Dynamic contrast-enhanced breast imaging is typically performed in the prone position, but supine breast MRI is desirable for patient comfort and better correspondence to the surgical position. We have developed a breath-held multiphase supine bilateral DCE breast imaging protocol with Dixon fat-water separation. In this work, we compare the DCE curves to those from the prone diagnostic MRIs in 6 tumors. The shape of the curves is generally preserved, demonstrating that our supine scans are limited primarily by resolution, as opposed to SNR or motion.
Analysis of contrast enhancement over time in dynamic contrast-enhanced (DCE) breast MRI gives insight into the malignancy of a tumor1,2. Breast MRI is typically performed prone, but this can be uncomfortable for the patient. Supine imaging would be more comfortable, and additionally more closely matches the surgical position for lumpectomy or mastectomy. Supine DCE imaging has been investigated previously3-7, but to our knowledge DCE curves from the same patient in both positions have not been compared.
The availability of surface coils with many channels allows for significant acceleration with parallel imaging, enabling breath-held scans. Dixon fat-water separation provides fat compensation that is robust to B0 and B1 variations, and generates fat images that can be used for reliable registration across temporal phases to account for bulk and deformable motion8.
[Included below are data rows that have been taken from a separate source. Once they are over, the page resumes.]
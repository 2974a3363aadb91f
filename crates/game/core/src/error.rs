//! Common error infrastructure for progression-core.
//!
//! Domain-specific errors (e.g., `TeleportError`, `InventoryError`) live next to
//! the operations that raise them; this module only provides the shared
//! classification used to decide how a caller should react.
//!
//! Ledger invariants are never surfaced as errors during play: every mutating
//! operation restores them by clamping. Errors are reserved for contract
//! violations by external collaborators and for missing oracles.

/// Severity level of an error, used for categorization and recovery strategies.
///
/// - **Recoverable**: Expected conditions the caller can route around
/// - **Validation**: Invalid input that should be rejected without retry
/// - **Internal**: Unexpected state inconsistencies that require investigation
/// - **Fatal**: A required collaborator is missing or broke its contract
#[derive(Clone, Copy, Debug, PartialEq, Eq, Hash)]
#[cfg_attr(feature = "serde", derive(serde::Serialize, serde::Deserialize))]
pub enum ErrorSeverity {
    /// Recoverable error - can retry with same or alternative action.
    ///
    /// Examples: inventory full
    Recoverable,

    /// Validation error - invalid input, should not retry without changes.
    Validation,

    /// Internal error - unexpected state inconsistency.
    ///
    /// Examples: ledger invariant found violated by a consistency check
    Internal,

    /// Fatal error - cannot continue without fixing the collaborator.
    ///
    /// Examples: missing oracle, tile map offering no teleport target
    Fatal,
}

impl ErrorSeverity {
    /// Returns a human-readable description of this severity level.
    pub const fn as_str(&self) -> &'static str {
        match self {
            Self::Recoverable => "recoverable",
            Self::Validation => "validation",
            Self::Internal => "internal",
            Self::Fatal => "fatal",
        }
    }

    /// Returns true if this error is potentially recoverable.
    pub const fn is_recoverable(&self) -> bool {
        matches!(self, Self::Recoverable)
    }

    /// Returns true if this error indicates an internal bug or broken contract.
    pub const fn is_internal(&self) -> bool {
        matches!(self, Self::Internal | Self::Fatal)
    }
}

/// Common trait for all progression-core errors.
///
/// # Implementation Guidelines
///
/// - All error enums should implement this trait
/// - Use `#[derive(thiserror::Error)]` for Display/Error impl
/// - Classify severity based on recoverability, not impact
pub trait GameError: core::fmt::Display + core::fmt::Debug {
    /// Returns the severity level of this error.
    fn severity(&self) -> ErrorSeverity;

    /// Returns a static string identifier for this error variant.
    ///
    /// Default implementation uses the error type name.
    fn error_code(&self) -> &'static str {
        core::any::type_name::<Self>()
    }
}

#[cfg(test)]
mod tests {
    use super::*;

    #[test]
    fn severity_classification() {
        assert!(ErrorSeverity::Recoverable.is_recoverable());
        assert!(!ErrorSeverity::Recoverable.is_internal());
        assert!(ErrorSeverity::Fatal.is_internal());
        assert!(ErrorSeverity::Internal.is_internal());
        assert_eq!(ErrorSeverity::Validation.as_str(), "validation");
    }
}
We have developed a breath-held multiphase supine bilateral breast imaging protocol with two-point Dixon, which has been used to acquire preoperative images to display directly on a patient using mixed reality9,10. In this work, we analyze the DCE curves from these images and compare them to the patients’ prone diagnostic MRIs.
We report results from 8 tumors across 7 patients scanned with our supine protocol, and compare to results from 6 of the tumors in the previously acquired prone diagnostic MRIs available for 5 of these patients.
Patients were scanned with IRB approval on either a 3T GE MR750 (8-channel cardiac coil) or 3T GE SIGNA Premier (16-channel torso phased array coil) system; a rigid, passive cover was placed over the patient to prevent deformation of the breast by the coil. Supine axial bilateral 3D spoiled gradient-echo images with two-point Dixon were acquired at 12 temporal phases (20-second breath-hold each) separated by 15-second recovery intervals (Figure 1), with: 1.6 x 1.6 mm2 in-plane resolution, 4.0 mm slice thickness (interpolated to 2.0 mm), TR = 3.9 ms, 12° flip angle, acceleration = 3 in the phase encode (L/R) direction. Gadobutrol (0.1 mmol/kg) was injected intravenously immediately after the first phase. In one patient, only 7 phases were acquired (Tumor 3). To account for bulk and deformable motion, the temporal phases were registered by applying an affine transformation and then a B-spline transformation, using the fat images acquired ~3 min after contrast injection (Phase 7) as the fixed template8.
The prone diagnostic MRIs for each patient were acquired at various sites with varying imaging parameters (Figure 2). The injection time was estimated to be immediately before the first post-contrast phase. The phases were registered similarly to the supine images, using the fat images when available and the fat-suppressed images otherwise.
For both datasets, the mean signal intensity (SI) was calculated in a 2D ROI of the tumor. Percent enhancement2,11 was calculated as $$$((SI_{post}–SI_{pre})/SI_{pre})*100$$$, where SIpre corresponds to the pre-contrast phase, and SIpost the peak post-contrast phase of the rapid wash-in. The signal enhancement ratio (SER)12 was calculated as $$$(SI_{early}–SI_{pre})/(SI_{late}–SI_{pre})$$$, where SIearly corresponds to the phase closest to 140 s, and SIlate closest to 400 s. To visualize DCE curves, SIpre was subtracted from the SI for each phase, and each value was scaled by SIpost and plotted as a function of acquisition time.
Example supine images with arrows indicating the tumors are shown in Figure 3. Although some phases contained motion artifacts, the acquisition of multiple phases increases the likelihood that at least one will be clean enough for tumor segmentation.
Because contrast enhancement depends on additional factors such as field strength, T1-weighting, and type of contrast agent11,13, the prone and supine DCE curves cannot be compared directly. However, the general shapes correspond well (Figure 4), indicating our scans are not SNR-limited, and the average SER difference is -0.02 (Figure 5). Noise in the supine curves and discrepancies in SER may be due to blurring and motion artifacts in some of the phases, which could affect the SI in the tumor ROI. Curves from the unregistered supine images are also plotted for reference; several are much noisier because the tumor was not always in the ROI due to bulk motion, indicating the importance of registration across temporal phases.